So, my decision was made. I leaned over the precipice and let myself fall into the abyss. “Please, Jax… let me go.”
He said nothing, but I hadn’t left him anything more to say. I turned and rushed out of the private dining room, out of the restaurant, and out of his life.
JAX
What the fuck just happened?
I wanted to go after her. I wanted to shake her until she saw reason. I wanted her to be wrong.
She wasn’t wrong. She was completely right about me. At least, she was right about everything I had shown her up to that point.
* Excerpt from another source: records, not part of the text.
use anyhow::{bail, Context, Result};
use clap::{Parser, Subcommand};
use meetscribe::config::Device;
use meetscribe::{
    create_router, AppState, Config, Exporter, LogSink, SessionRegistry, SledChunkStore,
    SpeechEngine, TranscriptionWorker, WhisperEngine,
};
use std::path::PathBuf;
use std::sync::Arc;
use tracing::{info, warn};
use tracing_subscriber::EnvFilter;

#[derive(Parser)]
#[command(name = "meetscribe", about = "Meeting-bot audio transcription server")]
struct Cli {
    /// Path to a config file (TOML)
    #[arg(long, global = true)]
    config: Option<String>,

    #[command(subcommand)]
    command: Command,
}

#[derive(Subcommand)]
enum Command {
    /// Run the ingest + transcription server
    Serve {
        /// Port to listen on (overrides config)
        #[arg(long)]
        port: Option<u16>,

        /// Model size: tiny, base, small, medium or large (overrides config)
        #[arg(long)]
        model: Option<String>,

        /// Compute device: cpu or cuda (overrides config)
        #[arg(long)]
        device: Option<String>,
    },

    /// Export stored audio for a bot as a WAV file plus integrity report
    Export {
        /// Bot whose audio to export
        #[arg(long)]
        bot_id: String,

        /// Output WAV path
        #[arg(long, default_value = "output_audio.wav")]
        output: PathBuf,
    },
}

#[tokio::main]
async fn main() -> Result<()> {
    tracing_subscriber::fmt()
        .with_env_filter(
            EnvFilter::try_from_default_env().unwrap_or_else(|_| EnvFilter::new("info")),
        )
        .init();

    let cli = Cli::parse();
    let mut cfg = Config::load(cli.config.as_deref())?;

    match cli.command {
        Command::Serve {
            port,
            model,
            device,
        } => {
            if let Some(port) = port {
                cfg.server.port = port;
            }
            if let Some(model) = model {
                cfg.transcription.model_size =
                    model.parse().map_err(|e: String| anyhow::anyhow!(e))?;
            }
            if let Some(device) = device {
                cfg.transcription.device = match device.as_str() {
                    "cpu" => Device::Cpu,
                    "cuda" => Device::Cuda,
                    other => bail!("unknown device: {}", other),
                };
            }
            serve(cfg).await
        }
        Command::Export { bot_id, output } => export(cfg, &bot_id, &output).await,
    }
}

async fn serve(cfg: Config) -> Result<()> {
    info!("meetscribe v{}", env!("CARGO_PKG_VERSION"));

    if cfg.transcription.device == Device::Cuda && !cfg!(feature = "cuda") {
        warn!("cuda requested but this build has no cuda feature; inference runs on cpu");
    }

    let engine: Arc<dyn SpeechEngine> = Arc::new(
        WhisperEngine::new(cfg.engine()).context("failed to initialize speech engine")?,
    );
    info!("speech engine ready: {}", engine.model_name());

    let worker = Arc::new(TranscriptionWorker::new(
        engine,
        Arc::new(LogSink),
        cfg.transcription.concurrency,
        cfg.audio.sample_rate,
    ));
    let registry = Arc::new(SessionRegistry::new(cfg.session(), worker));
    let store = Arc::new(SledChunkStore::open(&cfg.storage.path)?);

    let state = AppState::new(Arc::clone(&registry), store);
    let router = create_router(state);

    let addr = format!("{}:{}", cfg.server.bind, cfg.server.port);
    let listener = tokio::net::TcpListener::bind(&addr)
        .await
        .with_context(|| format!("failed to bind {}", addr))?;
    info!("listening on {}", addr);
    info!("ready to receive audio streams at ws://{}/stream", addr);

    axum::serve(listener, router)
        .with_graceful_shutdown(async {
            let _ = tokio::signal::ctrl_c().await;
            info!("shutdown signal received");
        })
        .await?;

    // Flush every live session so trailing audio still reaches the engine.
    registry.shutdown().await;

    Ok(())
}

async fn export(cfg: Config, bot_id: &str, output: &std::path::Path) -> Result<()> {
    let store = Arc::new(SledChunkStore::open(&cfg.storage.path)?);
    let exporter = Exporter::new(store, cfg.integrity);

    let artifact = exporter.export(bot_id).await?;
    let report = exporter.analyze(&artifact);

    artifact.write_wav(output)?;

    println!("{}", serde_json::to_string_pretty(&report)?);

    if report.silent {
        warn!("recording appears to be silent (max amplitude {})", report.max_amplitude);
    }
    if report.duration_mismatch {
        warn!(
            "duration mismatch: measured {:.2}s vs expected {:.2}s - possible data loss",
            report.measured_duration_secs, report.expected_duration_secs
        );
    }

    Ok(())
}
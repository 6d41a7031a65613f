use crate::session::SessionRegistry;
use crate::store::ChunkStore;
use std::sync::Arc;

/// Shared application state for the ingest endpoint and HTTP handlers.
#[derive(Clone)]
pub struct AppState {
    /// Live sessions, keyed by recording id
    pub registry: Arc<SessionRegistry>,

    /// Durable copy of every received chunk
    pub store: Arc<dyn ChunkStore>,
}

impl AppState {
    pub fn new(registry: Arc<SessionRegistry>, store: Arc<dyn ChunkStore>) -> Self {
        Self { registry, store }
    }
}
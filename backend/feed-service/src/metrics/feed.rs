//! Feed Assembler Metrics

use once_cell::sync::Lazy;
use prometheus::{
    register_histogram, register_int_counter_vec, Histogram, IntCounterVec,
};
use std::time::Duration;

static FEED_REQUESTS_TOTAL: Lazy<IntCounterVec> = Lazy::new(|| {
    register_int_counter_vec!(
        "feed_requests_total",
        "GetFeed requests by outcome (ok/error/timeout)",
        &["outcome"]
    )
    .expect("Failed to register feed requests metric")
});

static FEED_DEGRADED_TOTAL: Lazy<IntCounterVec> = Lazy::new(|| {
    register_int_counter_vec!(
        "feed_degraded_total",
        "Feed responses served without some data, by reason",
        &["reason"]
    )
    .expect("Failed to register feed degraded metric")
});

static ASSEMBLY_DURATION_SECONDS: Lazy<Histogram> = Lazy::new(|| {
    register_histogram!(
        "feed_assembly_duration_seconds",
        "Duration of GetFeed assembly",
        vec![0.001, 0.005, 0.01, 0.025, 0.05, 0.1, 0.25, 0.5, 1.0, 5.0]
    )
    .expect("Failed to register feed assembly duration metric")
});

/// Record a finished GetFeed call
pub fn record_feed_request(outcome: &str, duration: Duration) {
    FEED_REQUESTS_TOTAL.with_label_values(&[outcome]).inc();
    record_assembly_duration(duration);
}

fn record_assembly_duration(duration: Duration) {
    ASSEMBLY_DURATION_SECONDS.observe(duration.as_secs_f64());
}

/// Record a degraded response (own_row/celebrities_unavailable/celebrity_row/profiles_unavailable/missing_posts)
pub fn record_degraded(reason: &str) {
    FEED_DEGRADED_TOTAL.with_label_values(&[reason]).inc();
}
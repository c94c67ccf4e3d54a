//! Feed assembly (read path)
//!
//! A page is built from the requester's own precomputed row plus the rows
//! of every celebrity they follow. Row reads are chained through a
//! `MergeAccumulator` whose floor only rises: once one row has returned a
//! full window down to timestamp T, nothing older than T can reach the
//! page, so later reads skip it.

use crate::cache::{RangeBoundary, RangePage, RangeWindow, TimelineCache};
use crate::cursor::{self, Boundary};
use crate::error::Result;
use crate::grpc::clients::{PostContent, SocialGraph, UserProfiles};
use crate::metrics;
use crate::models::{FeedPage, HydratedPost, PageRequest, PostRecord, TimelineEntry};
use std::collections::{HashMap, HashSet};
use std::sync::Arc;
use tracing::{debug, error, info, warn};

/// Rows merged so far plus the chained lower bound for the next read.
#[derive(Debug, Default, Clone, PartialEq, Eq)]
pub struct MergeAccumulator {
    items: Vec<TimelineEntry>,
    floor: Option<i64>,
}

impl MergeAccumulator {
    pub fn seed(page: RangePage) -> Self {
        let mut acc = Self::default();
        acc.absorb(page);
        acc
    }

    /// Take a row read into the merge and raise the floor if the row was cut off.
    pub fn absorb(&mut self, page: RangePage) {
        if let RangeBoundary::Oldest(oldest) = page.next {
            self.floor = Some(self.floor.map_or(oldest, |floor| floor.max(oldest)));
        }
        self.items.extend(page.items);
    }

    pub fn floor(&self) -> Option<i64> {
        self.floor
    }

    pub fn len(&self) -> usize {
        self.items.len()
    }

    pub fn is_empty(&self) -> bool {
        self.items.is_empty()
    }

    /// Newest first, ties by post id descending, one entry per post id.
    pub fn into_sorted(self) -> Vec<TimelineEntry> {
        let mut items = self.items;
        items.sort_by(|a, b| {
            b.created_at
                .cmp(&a.created_at)
                .then_with(|| b.post_id.cmp(&a.post_id))
        });

        let mut seen = HashSet::with_capacity(items.len());
        items.retain(|entry| seen.insert(entry.post_id.clone()));
        items
    }
}

/// Read each celebrity row in turn, threading the accumulator's floor into
/// the next read. A failed row is skipped and leaves the floor untouched.
pub async fn chain_celebrity_reads(
    cache: &dyn TimelineCache,
    celebrity_ids: &[String],
    before: Boundary,
    limit: usize,
    mut acc: MergeAccumulator,
) -> MergeAccumulator {
    for celebrity_id in celebrity_ids {
        let window = RangeWindow::new(before).with_floor(acc.floor());
        match cache.range(celebrity_id, window, limit).await {
            Ok(page) => {
                debug!(
                    celebrity_id = %celebrity_id,
                    items = page.items.len(),
                    floor = ?acc.floor(),
                    "Read celebrity row"
                );
                acc.absorb(page);
            }
            Err(e) => {
                warn!(
                    celebrity_id = %celebrity_id,
                    error = %e,
                    "Celebrity row read failed, skipping"
                );
                metrics::record_degraded("celebrity_row");
            }
        }
    }
    acc
}

/// Cut a sorted merge to `page_size`. A next cursor is produced only when
/// something was left over.
pub fn paginate(
    mut items: Vec<TimelineEntry>,
    page_size: usize,
) -> (Vec<TimelineEntry>, Option<String>) {
    if items.len() <= page_size {
        return (items, None);
    }

    items.truncate(page_size);
    let next_cursor = items.last().map(|last| cursor::encode(last.created_at));
    (items, next_cursor)
}

pub struct FeedAssembler {
    cache: Arc<dyn TimelineCache>,
    graph: Arc<dyn SocialGraph>,
    posts: Arc<dyn PostContent>,
    profiles: Arc<dyn UserProfiles>,
    default_page_size: usize,
}

impl FeedAssembler {
    pub fn new(
        cache: Arc<dyn TimelineCache>,
        graph: Arc<dyn SocialGraph>,
        posts: Arc<dyn PostContent>,
        profiles: Arc<dyn UserProfiles>,
        default_page_size: usize,
    ) -> Self {
        Self {
            cache,
            graph,
            posts,
            profiles,
            default_page_size,
        }
    }

    /// Assemble one page of `request.user_id`'s home timeline.
    ///
    /// Fails only when post bodies cannot be fetched. Row reads, celebrity
    /// lookups and display names degrade to a partial page.
    pub async fn get_feed(&self, request: &PageRequest) -> Result<FeedPage> {
        let before = cursor::decode(&request.cursor);
        let page_size = cursor::validate_page_size(request.page_size, self.default_page_size);
        // One extra item per row reveals whether a next page exists
        let limit = page_size.saturating_add(1);

        let acc = match self
            .cache
            .range(&request.user_id, RangeWindow::new(before), limit)
            .await
        {
            Ok(own) => MergeAccumulator::seed(own),
            Err(e) => {
                warn!(
                    user_id = %request.user_id,
                    error = %e,
                    "Own timeline row unavailable, serving celebrity rows only"
                );
                metrics::record_degraded("own_row");
                MergeAccumulator::default()
            }
        };

        let celebrity_ids = match self.graph.get_followed_celebrities(&request.user_id).await {
            Ok(ids) => ids,
            Err(e) => {
                warn!(
                    user_id = %request.user_id,
                    error = %e,
                    "Followed celebrities unavailable, serving own timeline only"
                );
                metrics::record_degraded("celebrities_unavailable");
                Vec::new()
            }
        };

        let acc =
            chain_celebrity_reads(self.cache.as_ref(), &celebrity_ids, before, limit, acc).await;
        let merged = acc.len();
        let (entries, next_cursor) = paginate(acc.into_sorted(), page_size);

        if entries.is_empty() {
            debug!(user_id = %request.user_id, "Empty feed page");
            return Ok(FeedPage::default());
        }

        let mut posts = self.hydrate(&entries).await?;
        self.attach_display_names(&mut posts).await;

        info!(
            user_id = %request.user_id,
            celebrities = celebrity_ids.len(),
            merged,
            returned = posts.len(),
            has_more = next_cursor.is_some(),
            "Feed assembled"
        );

        Ok(FeedPage { posts, next_cursor })
    }

    /// Fetch post bodies, keeping page order.
    async fn hydrate(&self, entries: &[TimelineEntry]) -> Result<Vec<HydratedPost>> {
        let post_ids: Vec<String> = entries.iter().map(|e| e.post_id.clone()).collect();

        let records = self.posts.get_posts(&post_ids).await.map_err(|e| {
            error!(posts = post_ids.len(), error = %e, "Post hydration failed");
            e
        })?;

        let mut by_id: HashMap<String, PostRecord> = records
            .into_iter()
            .map(|record| (record.post_id.clone(), record))
            .collect();

        let mut posts = Vec::with_capacity(entries.len());
        for entry in entries {
            match by_id.remove(&entry.post_id) {
                Some(record) => posts.push(HydratedPost::from(record)),
                None => {
                    warn!(post_id = %entry.post_id, "Post missing from content service, dropping");
                    metrics::record_degraded("missing_posts");
                }
            }
        }
        Ok(posts)
    }

    async fn attach_display_names(&self, posts: &mut [HydratedPost]) {
        let mut author_ids: Vec<String> = Vec::new();
        for post in posts.iter() {
            if !author_ids.contains(&post.author_id) {
                author_ids.push(post.author_id.clone());
            }
        }

        match self.profiles.get_display_names(&author_ids).await {
            Ok(names) => {
                for post in posts.iter_mut() {
                    post.author_display_name = names.get(&post.author_id).cloned();
                }
            }
            Err(e) => {
                warn!(
                    authors = author_ids.len(),
                    error = %e,
                    "Display names unavailable, leaving them blank"
                );
                metrics::record_degraded("profiles_unavailable");
            }
        }
    }
}
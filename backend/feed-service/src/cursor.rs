//! Pagination cursor codec
//!
//! A cursor is the standard-base64 encoding of a decimal `created_at`
//! boundary. It carries no authority: anything that fails to decode is
//! treated as "start from newest" instead of failing the request.

use base64::{engine::general_purpose, Engine as _};
use tracing::debug;

/// Page size used when the caller sends a non-positive value
pub const DEFAULT_PAGE_SIZE: usize = 50;

/// Upper bound of a timeline range query.
#[derive(Debug, Clone, Copy, PartialEq, Eq, Hash)]
pub enum Boundary {
    /// No bound: start from the newest item
    Newest,
    /// Only items with `created_at` strictly below this value
    Before(i64),
}

impl Boundary {
    pub fn admits(&self, created_at: i64) -> bool {
        match self {
            Boundary::Newest => true,
            Boundary::Before(limit) => created_at < *limit,
        }
    }
}

/// Decode a cursor token; empty or malformed tokens yield `Boundary::Newest`.
pub fn decode(token: &str) -> Boundary {
    let token = token.trim();
    if token.is_empty() {
        return Boundary::Newest;
    }

    let decoded = match general_purpose::STANDARD.decode(token) {
        Ok(bytes) => bytes,
        Err(e) => {
            debug!(error = %e, "Invalid cursor encoding, starting from newest");
            return Boundary::Newest;
        }
    };

    let Ok(text) = String::from_utf8(decoded) else {
        debug!("Cursor payload is not UTF-8, starting from newest");
        return Boundary::Newest;
    };

    if text.is_empty() {
        debug!("Cursor decoded to empty payload, starting from newest");
        return Boundary::Newest;
    }

    match text.parse::<i64>() {
        Ok(ts) => Boundary::Before(ts),
        Err(_) => {
            debug!(payload = %text, "Cursor payload is not a timestamp, starting from newest");
            Boundary::Newest
        }
    }
}

/// Encode a `created_at` boundary as an opaque, transport-safe token.
pub fn encode(created_at: i64) -> String {
    general_purpose::STANDARD.encode(created_at.to_string())
}

/// Clamp a requested page size; non-positive values use `default`.
pub fn validate_page_size(requested: i32, default: usize) -> usize {
    if requested <= 0 {
        debug!(requested, default, "Invalid page size, using default");
        default
    } else {
        requested as usize
    }
}
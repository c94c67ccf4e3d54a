/// gRPC clients for calling other services
///
/// Feed Service orchestrates data from GraphService (follows/celebrities),
/// PostService (post bodies and counts) and UserService (display names).
/// Every call runs under its own timeout so a slow dependency cannot stall
/// a fan-out task or a feed request indefinitely.
use crate::error::{AppError, Result};
use crate::grpc::proto::content::v1::{post_service_client::PostServiceClient, GetPostsRequest};
use crate::grpc::proto::graph::v1::{
    graph_service_client::GraphServiceClient, GetFollowedCelebritiesRequest, GetFollowersRequest,
    IsCelebrityRequest,
};
use crate::grpc::proto::user::v1::{user_service_client::UserServiceClient, GetDisplayNamesRequest};
use crate::models::PostRecord;
use async_trait::async_trait;
use std::collections::HashMap;
use std::future::Future;
use std::time::Duration;
use tonic::transport::{Channel, Endpoint};
use tonic::{Response, Status};
use tracing::warn;

/// Social-graph contract: follow relationships and celebrity classification.
#[cfg_attr(test, mockall::automock)]
#[async_trait]
pub trait SocialGraph: Send + Sync {
    async fn is_celebrity(&self, user_id: &str) -> Result<bool>;
    async fn get_followers(&self, user_id: &str) -> Result<Vec<String>>;
    async fn get_followed_celebrities(&self, user_id: &str) -> Result<Vec<String>>;
}

/// Post-content contract, batched by id list.
#[async_trait]
pub trait PostContent: Send + Sync {
    async fn get_posts(&self, post_ids: &[String]) -> Result<Vec<PostRecord>>;
}

/// User-profile contract.
#[async_trait]
pub trait UserProfiles: Send + Sync {
    async fn get_display_names(&self, user_ids: &[String]) -> Result<HashMap<String, String>>;
}

/// Build a lazily connected channel; the first call establishes the connection.
pub fn lazy_channel(url: &str, connect_timeout: Duration) -> Result<Channel> {
    let endpoint = Endpoint::from_shared(url.to_string())
        .map_err(|e| AppError::Config(format!("invalid gRPC endpoint '{}': {}", url, e)))?;
    Ok(endpoint.connect_timeout(connect_timeout).connect_lazy())
}

/// Run one unary call under `after`, mapping both failure kinds to AppError.
async fn call_with_timeout<T, F>(
    service: &'static str,
    operation: &'static str,
    after: Duration,
    call: F,
) -> Result<T>
where
    F: Future<Output = std::result::Result<Response<T>, Status>>,
{
    match tokio::time::timeout(after, call).await {
        Ok(Ok(response)) => Ok(response.into_inner()),
        Ok(Err(status)) => {
            warn!(service, operation, code = ?status.code(), "gRPC call failed: {}", status.message());
            Err(AppError::downstream(service, &status))
        }
        Err(_) => {
            warn!(service, operation, timeout_ms = after.as_millis() as u64, "gRPC call timed out");
            Err(AppError::Timeout { operation, after })
        }
    }
}

/// Graph Service gRPC Client
#[derive(Clone)]
pub struct GraphClient {
    client: GraphServiceClient<Channel>,
    timeout: Duration,
    classify_timeout: Duration,
}

impl GraphClient {
    pub fn new(channel: Channel, timeout: Duration, classify_timeout: Duration) -> Self {
        Self {
            client: GraphServiceClient::new(channel),
            timeout,
            classify_timeout,
        }
    }
}

#[async_trait]
impl SocialGraph for GraphClient {
    async fn is_celebrity(&self, user_id: &str) -> Result<bool> {
        let mut client = self.client.clone();
        let resp = call_with_timeout(
            "graph-service",
            "IsCelebrity",
            self.classify_timeout,
            client.is_celebrity(IsCelebrityRequest {
                user_id: user_id.to_string(),
            }),
        )
        .await?;
        Ok(resp.is_celebrity)
    }

    async fn get_followers(&self, user_id: &str) -> Result<Vec<String>> {
        let mut client = self.client.clone();
        let resp = call_with_timeout(
            "graph-service",
            "GetFollowers",
            self.classify_timeout,
            client.get_followers(GetFollowersRequest {
                user_id: user_id.to_string(),
            }),
        )
        .await?;
        Ok(resp.follower_ids)
    }

    async fn get_followed_celebrities(&self, user_id: &str) -> Result<Vec<String>> {
        let mut client = self.client.clone();
        let resp = call_with_timeout(
            "graph-service",
            "GetFollowedCelebrities",
            self.timeout,
            client.get_followed_celebrities(GetFollowedCelebritiesRequest {
                user_id: user_id.to_string(),
            }),
        )
        .await?;
        Ok(resp.celebrity_ids)
    }
}

/// Post Service gRPC Client
#[derive(Clone)]
pub struct PostClient {
    client: PostServiceClient<Channel>,
    timeout: Duration,
}

impl PostClient {
    pub fn new(channel: Channel, timeout: Duration) -> Self {
        Self {
            client: PostServiceClient::new(channel),
            timeout,
        }
    }
}

#[async_trait]
impl PostContent for PostClient {
    async fn get_posts(&self, post_ids: &[String]) -> Result<Vec<PostRecord>> {
        let mut client = self.client.clone();
        let resp = call_with_timeout(
            "post-service",
            "GetPosts",
            self.timeout,
            client.get_posts(GetPostsRequest {
                post_ids: post_ids.to_vec(),
            }),
        )
        .await?;

        Ok(resp
            .posts
            .into_iter()
            .map(|p| PostRecord {
                post_id: p.post_id,
                author_id: p.author_id,
                content: p.content,
                created_at: p.created_at,
                like_count: p.likes_count,
                comment_count: p.comments_count,
            })
            .collect())
    }
}

/// User Service gRPC Client
#[derive(Clone)]
pub struct UserClient {
    client: UserServiceClient<Channel>,
    timeout: Duration,
}

impl UserClient {
    pub fn new(channel: Channel, timeout: Duration) -> Self {
        Self {
            client: UserServiceClient::new(channel),
            timeout,
        }
    }
}

#[async_trait]
impl UserProfiles for UserClient {
    async fn get_display_names(&self, user_ids: &[String]) -> Result<HashMap<String, String>> {
        let mut client = self.client.clone();
        let resp = call_with_timeout(
            "user-service",
            "GetDisplayNames",
            self.timeout,
            client.get_display_names(GetDisplayNamesRequest {
                user_ids: user_ids.to_vec(),
            }),
        )
        .await?;
        Ok(resp.display_names)
    }
}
When I watched her walk out the door, something changed in me. I realized I had reached a point of no return. Perla had gone from being this beautiful woman with a delicious, fuckable body and the face of an angel, to being a complex, real, and vulnerable person. Now she was more than an object to use for my own selfish pleasures, and she was slipping through my fingers.
From the moment we met, she had incited this need inside me to protect her. Tonight, those instincts had grown a step further, and suddenly I felt the need to shield her from her fears and protect her heart from breaking.
How could I do that? How could I protect her from myself? I was far from noble, and I knew what a loathsome bastard I was when it came to women.
And what do I deserve, someone like you? Her words rang through my ears. She didn’t deserve me. She deserved a hell of a lot better than me, but so help me, I wasn’t good enough of a man to just let her go.
I didn’t know what to say or do when she walked out on me tonight. It killed me to watch her leave while I just stood there like a fool.
Keep that in mind when you get the urge to run screaming in the other direction. I didn’t fail to see the irony in her words.
I would give her time, I thought. I let her walk out the door, but I wasn’t about to just let her go.
Not a chance.
ELEVEN
New Responsibilities
JAX
“Any messages, Norma?” I asked, coming out of my office for the first time since I had arrived that day. It was two in the afternoon, and I had worked straight through the lunch hour.
“Yes, sir. Your father called. He said you needed to call him back as soon as possible,” Norma replied as she handed me the memo with Walter’s message.
“No one else?” I questioned, looking at her expectantly.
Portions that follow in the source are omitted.